Fraport erzielt Rekordgewinn, doch Erholung am Frankfurter Flughafen zieht sich hin
Die Erholung am Frankfurter Flughafen zieht sich hin, das Passagieraufkommen bleibt unter dem Vor-Corona-Niveau und es gibt keine Dividende für die Aktionäre. Dies trifft besonders das Land Hessen und die Stadt Frankfurt, die zusammen gut die Hälfte der Fraport-Aktien halten.

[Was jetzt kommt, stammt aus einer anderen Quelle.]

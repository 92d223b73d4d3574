//! Random-restart search loop.

use std::sync::atomic::{AtomicBool, Ordering};
use std::sync::Arc;

use rand::Rng;
use tracing::{debug, info, instrument, warn};

#[cfg(feature = "serde")]
use serde::{Deserialize, Serialize};

use super::config::RestartConfig;
use crate::anneal::CostTrace;
use crate::embedding::Embedding;
use crate::error::{AnnealError, ObjectiveError, Result, SubgraphError};
use crate::graph::ConnectivityGraph;
use crate::objective::{Objective, ObjectiveAdapter};
use crate::perturb::partial_shuffle;

/// Which part of the search produced a candidate.
#[derive(Debug, Clone, Copy, PartialEq)]
#[cfg_attr(feature = "serde", derive(Serialize, Deserialize))]
#[cfg_attr(feature = "serde", serde(rename_all = "snake_case"))]
pub enum RestartStage {
    /// Uniform random sample of the device's qubits.
    Sampling,
    /// Partial shuffle of the best embedding so far.
    Refinement {
        /// Keep probability used for the shuffle.
        keep_probability: f64,
    },
}

/// Why a random-restart search ended.
#[derive(Debug, Clone, Copy, PartialEq, Eq)]
#[cfg_attr(feature = "serde", derive(Serialize, Deserialize))]
#[cfg_attr(feature = "serde", serde(rename_all = "snake_case"))]
pub enum RestartStop {
    /// Sampling and the whole refinement schedule ran.
    Completed,
    /// Too many back-to-back transient evaluation failures.
    FailureBudgetExhausted,
    /// Cancelled by the caller.
    Cancelled,
}

/// One scored candidate.
#[derive(Debug, Clone, PartialEq)]
#[cfg_attr(feature = "serde", derive(Serialize, Deserialize))]
pub struct RestartEntry {
    /// The candidate.
    pub embedding: Embedding,
    /// Its cost.
    pub cost: f64,
    /// Best cost after scoring it.
    pub best_cost: f64,
    /// Where the candidate came from.
    pub stage: RestartStage,
}

/// Result of a random-restart search.
#[derive(Debug, Clone)]
#[cfg_attr(feature = "serde", derive(Serialize, Deserialize))]
pub struct RestartResult {
    /// Best embedding observed.
    pub best_embedding: Embedding,

    /// Cost of the best embedding.
    pub best_cost: f64,

    /// Random samples that were scored.
    pub samples_scored: usize,

    /// Successfully scored candidates, samples and refinements together.
    pub total_evaluations: usize,

    /// One entry per scored candidate, in order.
    pub history: Vec<RestartEntry>,

    /// Candidates discarded after a transient evaluation failure.
    pub failed_evaluations: usize,

    /// Why the search ended.
    pub stop_reason: RestartStop,
}

impl RestartResult {
    /// Best cost after each scored candidate.
    pub fn best_cost_trace(&self) -> Vec<f64> {
        self.history.iter().map(|h| h.best_cost).collect()
    }
}

impl CostTrace for RestartResult {
    fn best_cost_trace(&self) -> Vec<f64> {
        RestartResult::best_cost_trace(self)
    }
}

/// Executes the random-restart search.
///
/// Costs are minimized; to maximize a fidelity estimate, return its
/// negation from the objective.
pub struct RestartRunner;

impl RestartRunner {
    /// Searches for an embedding of `size` qubits.
    ///
    /// # Errors
    ///
    /// Invalid configuration, a `size` of zero or larger than the device,
    /// a fatal objective failure, or a failure budget that ran out before
    /// any sample could be scored.
    pub fn run<O: Objective>(
        graph: &ConnectivityGraph,
        config: &RestartConfig,
        size: usize,
        objective: O,
    ) -> Result<RestartResult> {
        Self::run_with_cancel(graph, config, size, objective, None)
    }

    /// Like [`run`](Self::run) with a cooperative cancellation flag. The
    /// flag is honored once at least one sample has been scored.
    pub fn run_with_cancel<O: Objective>(
        graph: &ConnectivityGraph,
        config: &RestartConfig,
        size: usize,
        objective: O,
        cancel: Option<Arc<AtomicBool>>,
    ) -> Result<RestartResult> {
        let mut rng = crate::anneal::create_rng(config.seed);
        Self::run_with_rng(graph, config, size, objective, &mut rng, cancel.as_deref())
    }

    /// Runs with a caller-supplied random source.
    pub fn run_with_rng<O: Objective, R: Rng>(
        graph: &ConnectivityGraph,
        config: &RestartConfig,
        size: usize,
        objective: O,
        rng: &mut R,
        cancel: Option<&AtomicBool>,
    ) -> Result<RestartResult> {
        config.validate()?;
        if size == 0 {
            return Err(SubgraphError::ZeroTarget.into());
        }
        if size > graph.num_qubits() {
            return Err(AnnealError::EmbeddingSize {
                expected: size,
                got: graph.num_qubits(),
            });
        }
        let mut adapter = ObjectiveAdapter::new(objective);
        search(graph, config, size, &mut adapter, rng, cancel)
    }
}

/// Best-so-far bookkeeping shared by both stages.
struct Tracker {
    best: Option<(Embedding, f64)>,
    history: Vec<RestartEntry>,
    failed: usize,
    consecutive_failures: usize,
    budget: usize,
    stop: Option<RestartStop>,
}

impl Tracker {
    fn new(budget: usize) -> Self {
        Self {
            best: None,
            history: Vec::new(),
            failed: 0,
            consecutive_failures: 0,
            budget,
            stop: None,
        }
    }

    /// Scores `candidate`. `Ok(true)` if it was scored, `Ok(false)` if it
    /// was discarded.
    fn score<O: Objective>(
        &mut self,
        objective: &mut ObjectiveAdapter<O>,
        candidate: Embedding,
        stage: RestartStage,
    ) -> Result<bool> {
        let cost = match objective.evaluate(&candidate) {
            Ok(cost) => cost,
            Err(ObjectiveError::Transient(_)) => {
                self.failed += 1;
                self.consecutive_failures += 1;
                if self.consecutive_failures >= self.budget {
                    warn!(
                        failures = self.consecutive_failures,
                        "stopping: every recent evaluation failed"
                    );
                    self.stop = Some(RestartStop::FailureBudgetExhausted);
                }
                return Ok(false);
            }
            Err(fatal) => return Err(AnnealError::Objective(fatal)),
        };
        self.consecutive_failures = 0;

        let improved = match &self.best {
            Some((_, best)) => cost < *best,
            None => true,
        };
        if improved {
            self.best = Some((candidate.clone(), cost));
        }
        let best_cost = self.best.as_ref().map_or(cost, |(_, best)| *best);
        debug!(cost, best_cost, ?stage, "candidate scored");
        self.history.push(RestartEntry {
            embedding: candidate,
            cost,
            best_cost,
            stage,
        });
        Ok(true)
    }
}

#[instrument(skip_all, fields(size = size, samples = config.samples))]
fn search<O: Objective, R: Rng>(
    graph: &ConnectivityGraph,
    config: &RestartConfig,
    size: usize,
    objective: &mut ObjectiveAdapter<O>,
    rng: &mut R,
    cancel: Option<&AtomicBool>,
) -> Result<RestartResult> {
    let schedule = config.keep_schedule();
    let mut tracker = Tracker::new(config.failure_budget());
    let cancelled = || cancel.is_some_and(|flag| flag.load(Ordering::Relaxed));

    info!(refinements = schedule.len(), "starting random-restart search");

    let mut samples_scored = 0;
    while samples_scored < config.samples && tracker.stop.is_none() {
        if samples_scored > 0 && cancelled() {
            tracker.stop = Some(RestartStop::Cancelled);
            break;
        }
        let candidate = Embedding::random(graph, size, rng);
        if tracker.score(objective, candidate, RestartStage::Sampling)? {
            samples_scored += 1;
        }
    }

    for &keep_probability in &schedule {
        if tracker.stop.is_some() {
            break;
        }
        if cancelled() {
            tracker.stop = Some(RestartStop::Cancelled);
            break;
        }
        let Some((best, _)) = &tracker.best else {
            break;
        };
        let candidate = partial_shuffle(best, keep_probability, rng);
        tracker.score(
            objective,
            candidate,
            RestartStage::Refinement { keep_probability },
        )?;
    }

    let Some((best_embedding, best_cost)) = tracker.best else {
        return Err(AnnealError::InitialEvaluation(ObjectiveError::transient(
            format!(
                "no random embedding could be scored in {} attempts",
                tracker.failed
            ),
        )));
    };

    let result = RestartResult {
        best_embedding,
        best_cost,
        samples_scored,
        total_evaluations: tracker.history.len(),
        history: tracker.history,
        failed_evaluations: tracker.failed,
        stop_reason: tracker.stop.unwrap_or(RestartStop::Completed),
    };
    info!(
        best_cost = result.best_cost,
        evaluations = result.total_evaluations,
        failed = result.failed_evaluations,
        stop = ?result.stop_reason,
        "random-restart search finished with {}",
        result.best_embedding
    );
    Ok(result)
}

#[cfg(test)]
mod tests {
    use super::*;
    use crate::anneal::mean_best_trace;

    type Cost = std::result::Result<f64, ObjectiveError>;

    /// Penalizes logical slot `i` sitting far from physical qubit `i`.
    fn slot_distance(e: &Embedding) -> Cost {
        Ok(e.iter()
            .enumerate()
            .map(|(i, q)| (f64::from(q) - i as f64).abs())
            .sum())
    }

    #[test]
    fn test_samples_then_refinements() {
        let graph = ConnectivityGraph::grid(4, 4).unwrap();
        let config = RestartConfig::default().with_seed(3);
        let result = RestartRunner::run(&graph, &config, 5, slot_distance).unwrap();

        assert_eq!(result.stop_reason, RestartStop::Completed);
        assert_eq!(result.samples_scored, 11);
        assert_eq!(result.total_evaluations, 11 + 19);
        assert_eq!(result.history.len(), 30);
        assert!(result.history[..11]
            .iter()
            .all(|h| h.stage == RestartStage::Sampling));
        assert!(matches!(
            result.history[11].stage,
            RestartStage::Refinement { keep_probability } if (keep_probability - 0.95).abs() < 1e-12
        ));

        let min = result
            .history
            .iter()
            .map(|h| h.cost)
            .fold(f64::INFINITY, f64::min);
        assert_eq!(result.best_cost, min);
        for h in &result.history {
            assert_eq!(h.embedding.len(), 5);
            assert_eq!(h.embedding.physical_qubits().len(), 5);
        }
    }

    #[test]
    fn test_refinements_keep_best_qubit_set() {
        let graph = ConnectivityGraph::grid(4, 5).unwrap();
        let config = RestartConfig::default().with_samples(1).with_seed(9);
        let result = RestartRunner::run(&graph, &config, 6, slot_distance).unwrap();

        let sample_set = result.history[0].embedding.physical_qubits();
        for h in &result.history[1..] {
            assert_eq!(h.embedding.physical_qubits(), sample_set);
        }
    }

    #[test]
    fn test_trace_non_increasing_and_averaged() {
        let graph = ConnectivityGraph::grid(4, 4).unwrap();
        let results: Vec<RestartResult> = (0..4)
            .map(|seed| {
                let config = RestartConfig::default().with_seed(seed);
                RestartRunner::run(&graph, &config, 4, slot_distance).unwrap()
            })
            .collect();

        for r in &results {
            let trace = r.best_cost_trace();
            for w in trace.windows(2) {
                assert!(w[1] <= w[0]);
            }
            assert_eq!(*trace.last().unwrap(), r.best_cost);
        }
        let mean = mean_best_trace(&results);
        assert_eq!(mean.len(), 30);
    }

    #[test]
    fn test_transient_failures_skipped() {
        let graph = ConnectivityGraph::grid(4, 4).unwrap();
        let config = RestartConfig::default().with_seed(5);
        let mut calls = 0usize;
        let flaky = |e: &Embedding| -> Cost {
            calls += 1;
            if calls % 3 == 0 {
                Err(ObjectiveError::transient("compile failed"))
            } else {
                slot_distance(e)
            }
        };
        let result = RestartRunner::run(&graph, &config, 4, flaky).unwrap();

        assert_eq!(result.stop_reason, RestartStop::Completed);
        assert_eq!(result.samples_scored, 11);
        assert!(result.failed_evaluations > 0);
        assert_eq!(
            calls,
            result.total_evaluations + result.failed_evaluations
        );
        // Failed refinements still use up their schedule slot.
        let refinements = result.history.len() - result.samples_scored;
        assert!(refinements < 19);
    }

    #[test]
    fn test_always_failing_objective() {
        let graph = ConnectivityGraph::grid(3, 3).unwrap();
        let config = RestartConfig::default()
            .with_max_consecutive_failures(7)
            .with_seed(1);
        let mut calls = 0usize;
        let failing = |_: &Embedding| -> Cost {
            calls += 1;
            Err(ObjectiveError::transient("rejected"))
        };
        let err = RestartRunner::run(&graph, &config, 3, failing).unwrap_err();
        assert!(matches!(err, AnnealError::InitialEvaluation(_)));
        assert_eq!(calls, 7);
    }

    #[test]
    fn test_fatal_failure_aborts() {
        let graph = ConnectivityGraph::grid(3, 3).unwrap();
        let config = RestartConfig::default().with_seed(1);
        let failing = |_: &Embedding| -> Cost { Err(ObjectiveError::fatal("connection lost")) };
        let err = RestartRunner::run(&graph, &config, 3, failing).unwrap_err();
        assert!(matches!(err, AnnealError::Objective(_)));
    }

    #[test]
    fn test_invalid_sizes() {
        let graph = ConnectivityGraph::grid(2, 2).unwrap();
        let config = RestartConfig::default().with_seed(1);
        assert!(matches!(
            RestartRunner::run(&graph, &config, 0, slot_distance),
            Err(AnnealError::Subgraph(SubgraphError::ZeroTarget))
        ));
        assert!(matches!(
            RestartRunner::run(&graph, &config, 5, slot_distance),
            Err(AnnealError::EmbeddingSize {
                expected: 5,
                got: 4
            })
        ));
    }

    #[test]
    fn test_cancellation_after_first_sample() {
        let graph = ConnectivityGraph::grid(3, 3).unwrap();
        let config = RestartConfig::default().with_seed(2);
        let cancel = Arc::new(AtomicBool::new(true));
        let result =
            RestartRunner::run_with_cancel(&graph, &config, 3, slot_distance, Some(cancel))
                .unwrap();
        assert_eq!(result.stop_reason, RestartStop::Cancelled);
        assert_eq!(result.total_evaluations, 1);
    }

    #[test]
    fn test_seed_reproducible() {
        let graph = ConnectivityGraph::grid(4, 4).unwrap();
        let config = RestartConfig::default().with_seed(12);
        let a = RestartRunner::run(&graph, &config, 4, slot_distance).unwrap();
        let b = RestartRunner::run(&graph, &config, 4, slot_distance).unwrap();
        assert_eq!(a.history, b.history);
    }
}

Im vergangenen Jahr erzielte der Betreiber Fraport einen Rekordgewinn im Tagesgeschäft. Das Passagieraufkommen stieg in Frankfurt um 21 Prozent auf 59,4 Millionen Fluggäste, blieb aber noch 16 Prozent unter dem Rekordwert von 2019. Der Umsatz stieg um ein Viertel auf vier Milliarden Euro, während der operative Gewinn auf 1,2 Milliarden Euro stieg.

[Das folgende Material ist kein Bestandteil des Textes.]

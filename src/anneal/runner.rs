//! Annealing execution loop.

use std::sync::atomic::{AtomicBool, Ordering};
use std::sync::Arc;

use rand::rngs::StdRng;
use rand::{Rng, SeedableRng};
use tracing::{info, instrument, warn};

#[cfg(feature = "serde")]
use serde::{Deserialize, Serialize};

use super::config::{AnnealConfig, ScheduleWarning};
use super::state::{AnnealState, HistoryEntry, Phase, StepOutcome, StopReason};
use crate::embedding::Embedding;
use crate::error::{AnnealError, ObjectiveError, Result};
use crate::graph::ConnectivityGraph;
use crate::objective::{Objective, ObjectiveAdapter};
use crate::subgraph::SubgraphGenerator;

/// Result of an annealing run.
#[derive(Debug, Clone)]
#[cfg_attr(feature = "serde", derive(Serialize, Deserialize))]
pub struct AnnealResult {
    /// Best embedding observed.
    pub best_embedding: Embedding,

    /// Cost of the best embedding.
    pub best_cost: f64,

    /// Starting embedding.
    pub initial_embedding: Embedding,

    /// Cost of the starting embedding.
    pub initial_cost: f64,

    /// Successfully evaluated candidates.
    pub total_iterations: usize,

    /// One entry per evaluated candidate, in order.
    pub history: Vec<HistoryEntry>,

    /// Temperature when the run stopped.
    pub final_temperature: f64,

    /// Completed temperature steps.
    pub temperature_steps: usize,

    /// Accepted moves, including improvements.
    pub accepted_moves: usize,

    /// Accepted moves that lowered the current cost.
    pub improving_moves: usize,

    /// Candidates discarded after a transient evaluation failure.
    pub failed_evaluations: usize,

    /// Why the run ended.
    pub stop_reason: StopReason,

    /// Set when the schedule could not reach the final temperature within
    /// the iteration budget.
    pub schedule_warning: Option<ScheduleWarning>,
}

impl AnnealResult {
    fn from_state(
        state: AnnealState,
        initial_embedding: Embedding,
        initial_cost: f64,
        schedule_warning: Option<ScheduleWarning>,
    ) -> Self {
        let stop_reason = match state.phase {
            Phase::Stopped(reason) => reason,
            Phase::Running => StopReason::Cancelled,
        };
        Self {
            best_embedding: state.best_embedding,
            best_cost: state.best_cost,
            initial_embedding,
            initial_cost,
            total_iterations: state.iteration,
            history: state.history,
            final_temperature: state.temperature,
            temperature_steps: state.temperature_step,
            accepted_moves: state.accepted_moves,
            improving_moves: state.improving_moves,
            failed_evaluations: state.failed_evaluations,
            stop_reason,
            schedule_warning,
        }
    }

    /// Best cost after each evaluated step, starting with the initial cost.
    ///
    /// Plotted against the number of compiler calls this shows how quickly
    /// the search converges.
    pub fn best_cost_trace(&self) -> Vec<f64> {
        std::iter::once(self.initial_cost)
            .chain(self.history.iter().map(|h| h.best_cost))
            .collect()
    }

    /// Fraction of evaluated candidates that were accepted.
    pub fn acceptance_ratio(&self) -> f64 {
        if self.total_iterations == 0 {
            0.0
        } else {
            self.accepted_moves as f64 / self.total_iterations as f64
        }
    }
}

/// Executes the annealing search.
pub struct AnnealRunner;

impl AnnealRunner {
    /// Scores `initial` and anneals from it.
    ///
    /// # Errors
    ///
    /// Invalid configuration, an embedding that references qubits outside
    /// `graph`, an initial embedding that cannot be scored, or a fatal
    /// objective failure during the search.
    pub fn run<O: Objective>(
        graph: &ConnectivityGraph,
        config: &AnnealConfig,
        initial: Embedding,
        objective: O,
    ) -> Result<AnnealResult> {
        Self::run_with_cancel(graph, config, initial, objective, None)
    }

    /// Like [`run`](Self::run) with a cooperative cancellation flag, checked
    /// before every proposal.
    pub fn run_with_cancel<O: Objective>(
        graph: &ConnectivityGraph,
        config: &AnnealConfig,
        initial: Embedding,
        objective: O,
        cancel: Option<Arc<AtomicBool>>,
    ) -> Result<AnnealResult> {
        let mut rng = create_rng(config.seed);
        Self::run_with_rng(graph, config, initial, objective, &mut rng, cancel.as_deref())
    }

    /// Anneals from `initial` whose cost the caller already knows.
    ///
    /// # Errors
    ///
    /// As [`run`](Self::run); a non-finite `initial_cost` is reported as
    /// [`AnnealError::InitialEvaluation`].
    pub fn run_from<O: Objective>(
        graph: &ConnectivityGraph,
        config: &AnnealConfig,
        initial: Embedding,
        initial_cost: f64,
        objective: O,
    ) -> Result<AnnealResult> {
        validate_inputs(graph, config, &initial)?;
        if !initial_cost.is_finite() {
            return Err(AnnealError::InitialEvaluation(ObjectiveError::transient(
                format!("initial cost {initial_cost} is not finite"),
            )));
        }
        let mut rng = create_rng(config.seed);
        let mut adapter = ObjectiveAdapter::new(objective);
        anneal(
            graph,
            config,
            initial,
            initial_cost,
            &mut adapter,
            &mut rng,
            None,
        )
    }

    /// Anneals from a random connected subgraph of `size` qubits.
    pub fn run_random_start<O: Objective>(
        graph: &ConnectivityGraph,
        config: &AnnealConfig,
        size: usize,
        objective: O,
    ) -> Result<AnnealResult> {
        config.validate()?;
        let mut rng = create_rng(config.seed);
        let initial = SubgraphGenerator::new(graph, size)?.connected_from_random_start(&mut rng)?;
        Self::run_with_rng(graph, config, initial, objective, &mut rng, None)
    }

    /// Runs with a caller-supplied random source. All draws of the run
    /// (proposals and acceptance) come from `rng`.
    pub fn run_with_rng<O: Objective, R: Rng>(
        graph: &ConnectivityGraph,
        config: &AnnealConfig,
        initial: Embedding,
        objective: O,
        rng: &mut R,
        cancel: Option<&AtomicBool>,
    ) -> Result<AnnealResult> {
        validate_inputs(graph, config, &initial)?;
        let mut adapter = ObjectiveAdapter::new(objective);
        let initial_cost = adapter
            .evaluate(&initial)
            .map_err(AnnealError::InitialEvaluation)?;
        anneal(graph, config, initial, initial_cost, &mut adapter, rng, cancel)
    }
}

pub(crate) fn create_rng(seed: Option<u64>) -> StdRng {
    match seed {
        Some(seed) => StdRng::seed_from_u64(seed),
        None => StdRng::from_os_rng(),
    }
}

fn validate_inputs(
    graph: &ConnectivityGraph,
    config: &AnnealConfig,
    initial: &Embedding,
) -> Result<()> {
    config.validate()?;
    if initial.is_empty() {
        return Err(AnnealError::EmptyEmbedding);
    }
    initial.check_against(graph)?;
    Ok(())
}

#[instrument(skip_all, fields(size = initial.len(), perturbation = config.perturbation.name()))]
fn anneal<O: Objective, R: Rng>(
    graph: &ConnectivityGraph,
    config: &AnnealConfig,
    initial: Embedding,
    initial_cost: f64,
    objective: &mut ObjectiveAdapter<O>,
    rng: &mut R,
    cancel: Option<&AtomicBool>,
) -> Result<AnnealResult> {
    let schedule_warning = config.schedule_warning();
    if let Some(warning) = &schedule_warning {
        warn!("{warning}");
    }

    info!(
        initial_cost,
        initial_temperature = config.initial_temperature,
        final_temperature = config.final_temperature,
        max_iterations = config.max_iterations,
        "starting annealing from {initial}"
    );

    let mut state = AnnealState::new(config, initial.clone(), initial_cost);
    while state.is_running() {
        if cancel.is_some_and(|flag| flag.load(Ordering::Relaxed)) {
            state.cancel();
            break;
        }
        if let StepOutcome::Halted = state.step(graph, config, objective, rng)? {
            break;
        }
    }

    let result = AnnealResult::from_state(state, initial, initial_cost, schedule_warning);
    info!(
        best_cost = result.best_cost,
        iterations = result.total_iterations,
        failed = result.failed_evaluations,
        stop = ?result.stop_reason,
        "annealing finished with {}",
        result.best_embedding
    );
    Ok(result)
}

Obwohl der Gewinn für die Fraport-Aktionäre um das Dreifache auf 393 Millionen Euro gestiegen ist, wird aufgrund hoher Schulden aus der Corona-Krise und anstehender Investitionen für 2023 und 2024 keine Dividende ausgeschüttet.
Der Fraport-Vorstand plant nun, die Digitalisierung und Automatisierung voranzutreiben und setzt dabei auch auf künstliche Intelligenz. Bis 2030 soll der Gewinn aus Zinsen, Steuern und Abschreibungen auf 2 Milliarden Euro steigen. Für das laufende Jahr wird ein Anstieg auf 1,26 bis 1,36 Milliarden Euro angestrebt.
Der langsame Erholungsprozess wird vom Fraport-Chef auf die hohen Kosten in Deutschland zurückgeführt. Staatlich regulierte Abgaben und Gebühren haben sich seit 2019 verdoppelt und die geplante Erhöhung der Luftverkehrssteuer und der Luftsicherheitsgebühr verschlechtern die Rahmenbedingungen weiter. Der Manager fordert daher „eine politische Kehrtwende“.
Es bleibt abzuwarten, wie sich die Situation am Frankfurter Flughafen weiterentwickeln wird und ob die angestrebten Ziele des Fraport-Konzerns erreicht werden können. Die Erholung des Passagiergeschäfts wird sicherlich noch einige Zeit in Anspruch nehmen, bevor eine Rückkehr zum Vorkrisen-Niveau erreicht werden kann.